Among the entries below, find all lines that include "IndexMap" and copy them.
[Supplied material — start]
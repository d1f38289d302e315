//! Cross-checks between the vendor catalog and the CMS collections.

use std::collections::{BTreeMap, BTreeSet, HashSet};

use indexmap::IndexMap;
use serde::{Deserialize, Serialize};
use serde_json::Value;
use tracing::debug;

use crate::catalog::codec::slugify;
use crate::catalog::names::clean_name;
use crate::catalog::vehicle::VehicleRecord;

/// Header words that leak into brand lists from spreadsheet exports.
const HEADER_WORDS: &[&str] = &["marque", "brand"];

/// Brand → sorted unique cleaned model names, brands sorted.
pub type ModelsByBrand = BTreeMap<String, BTreeSet<String>>;

pub fn models_by_brand(vehicles: &[VehicleRecord]) -> ModelsByBrand {
    let mut by_brand = ModelsByBrand::new();
    for (idx, vehicle) in vehicles.iter().enumerate() {
        let Some(brand) = vehicle.brand() else {
            debug!(record = idx, "Skipping vehicle without brand");
            continue;
        };
        let models = by_brand.entry(brand.to_string()).or_default();
        if let Some(model) = vehicle.model.as_deref().map(clean_name) {
            if !model.is_empty() {
                models.insert(model);
            }
        }
    }
    by_brand
}

/// A sorted list of names with a small meta block.
#[derive(Debug, Serialize, Deserialize)]
pub struct NameList<M> {
    pub data: Vec<String>,
    pub meta: M,
}

#[derive(Debug, Serialize, Deserialize)]
pub struct SourceMeta {
    pub total: usize,
    pub source: String,
}

/// Brand names of a by-brand document, sorted.
pub fn vendor_brand_list(by_brand: &IndexMap<String, Value>, source: &str) -> NameList<SourceMeta> {
    let mut data: Vec<String> = by_brand.keys().cloned().collect();
    data.sort();
    let total = data.len();
    NameList {
        data,
        meta: SourceMeta {
            total,
            source: source.to_string(),
        },
    }
}

/// Trim, drop a BOM, and reject blanks and spreadsheet header words.
pub fn clean_brand_name(name: &str) -> Option<String> {
    let cleaned = name.trim().replace('\u{feff}', "");
    let cleaned = cleaned.trim();
    if cleaned.is_empty() || HEADER_WORDS.contains(&cleaned.to_lowercase().as_str()) {
        return None;
    }
    Some(cleaned.to_string())
}

/// Brand names from a collection's `data`: objects with `name`, or bare strings.
pub fn brand_names(items: &[Value]) -> BTreeSet<String> {
    items
        .iter()
        .filter_map(|item| match item {
            Value::String(s) => Some(s.as_str()),
            Value::Object(obj) => obj.get("name").and_then(Value::as_str),
            _ => None,
        })
        .filter_map(clean_brand_name)
        .collect()
}

/// Vendor brand lists are plain strings; anything else is ignored.
fn vendor_brand_names(items: &[Value]) -> BTreeSet<String> {
    items
        .iter()
        .filter_map(Value::as_str)
        .filter_map(clean_brand_name)
        .collect()
}

#[derive(Debug, Serialize, Deserialize)]
pub struct MissingBrandsMeta {
    pub total: usize,
    pub total_in_strapi: usize,
    pub total_in_exide: usize,
    pub description: String,
}

/// Vendor brands absent from the CMS, sorted.
pub fn missing_brands(api_items: &[Value], vendor_items: &[Value]) -> NameList<MissingBrandsMeta> {
    let api = brand_names(api_items);
    let vendor = vendor_brand_names(vendor_items);

    let data: Vec<String> = vendor.difference(&api).cloned().collect();
    NameList {
        meta: MissingBrandsMeta {
            total: data.len(),
            total_in_strapi: api.len(),
            total_in_exide: vendor.len(),
            description: "Brands that exist in Exide data but are missing from Strapi database"
                .to_string(),
        },
        data,
    }
}

#[derive(Debug, Serialize, Deserialize)]
pub struct MergedBrandsMeta {
    pub total: usize,
    pub from_api: usize,
    pub from_exide: usize,
    pub common: usize,
    pub only_in_api: usize,
    pub only_in_exide: usize,
}

/// Every brand known to either side, sorted, with overlap counts.
pub fn merge_brands(api_items: &[Value], vendor_items: &[Value]) -> NameList<MergedBrandsMeta> {
    let api = brand_names(api_items);
    let vendor = vendor_brand_names(vendor_items);

    let data: Vec<String> = api.union(&vendor).cloned().collect();
    NameList {
        meta: MergedBrandsMeta {
            total: data.len(),
            from_api: api.len(),
            from_exide: vendor.len(),
            common: api.intersection(&vendor).count(),
            only_in_api: api.difference(&vendor).count(),
            only_in_exide: vendor.difference(&api).count(),
        },
        data,
    }
}

/// Model names and lowercased slugs known to the CMS.
#[derive(Debug, Default)]
pub struct KnownModels {
    names: HashSet<String>,
    slugs: HashSet<String>,
}

impl KnownModels {
    pub fn from_items(items: &[Value]) -> Self {
        let mut known = KnownModels::default();
        for obj in items.iter().filter_map(Value::as_object) {
            if let Some(name) = obj.get("name").and_then(Value::as_str).map(str::trim) {
                if !name.is_empty() {
                    known.names.insert(name.to_string());
                }
            }
            if let Some(slug) = obj.get("slug").and_then(Value::as_str) {
                if !slug.is_empty() {
                    known.slugs.insert(slug.to_lowercase());
                }
            }
        }
        known
    }

    /// Matched by exact name, or by slug so that spelling variants still line up.
    pub fn contains(&self, name: &str) -> bool {
        self.names.contains(name) || self.slugs.contains(&slugify(name))
    }

    pub fn counts(&self) -> (usize, usize) {
        (self.names.len(), self.slugs.len())
    }
}

/// Vendor models not known to the CMS, per brand in vendor order.
/// Brands with nothing missing are left out.
pub fn missing_models(
    vendor: &IndexMap<String, Value>,
    known: &KnownModels,
) -> IndexMap<String, Vec<String>> {
    let mut missing = IndexMap::new();
    for (brand, models) in vendor {
        let Some(models) = models.as_array() else {
            continue;
        };
        let absent: Vec<String> = models
            .iter()
            .filter_map(Value::as_str)
            .map(str::trim)
            .filter(|name| !name.is_empty() && !known.contains(name))
            .map(str::to_string)
            .collect();
        if !absent.is_empty() {
            missing.insert(brand.clone(), absent);
        }
    }
    missing
}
[Supplied material — finish]
▶ [Result of this task]
use indexmap::IndexMap;
pub fn vendor_brand_list(by_brand: &IndexMap<String, Value>, source: &str) -> NameList<SourceMeta> {
    vendor: &IndexMap<String, Value>,
) -> IndexMap<String, Vec<String>> {
    let mut missing = IndexMap::new();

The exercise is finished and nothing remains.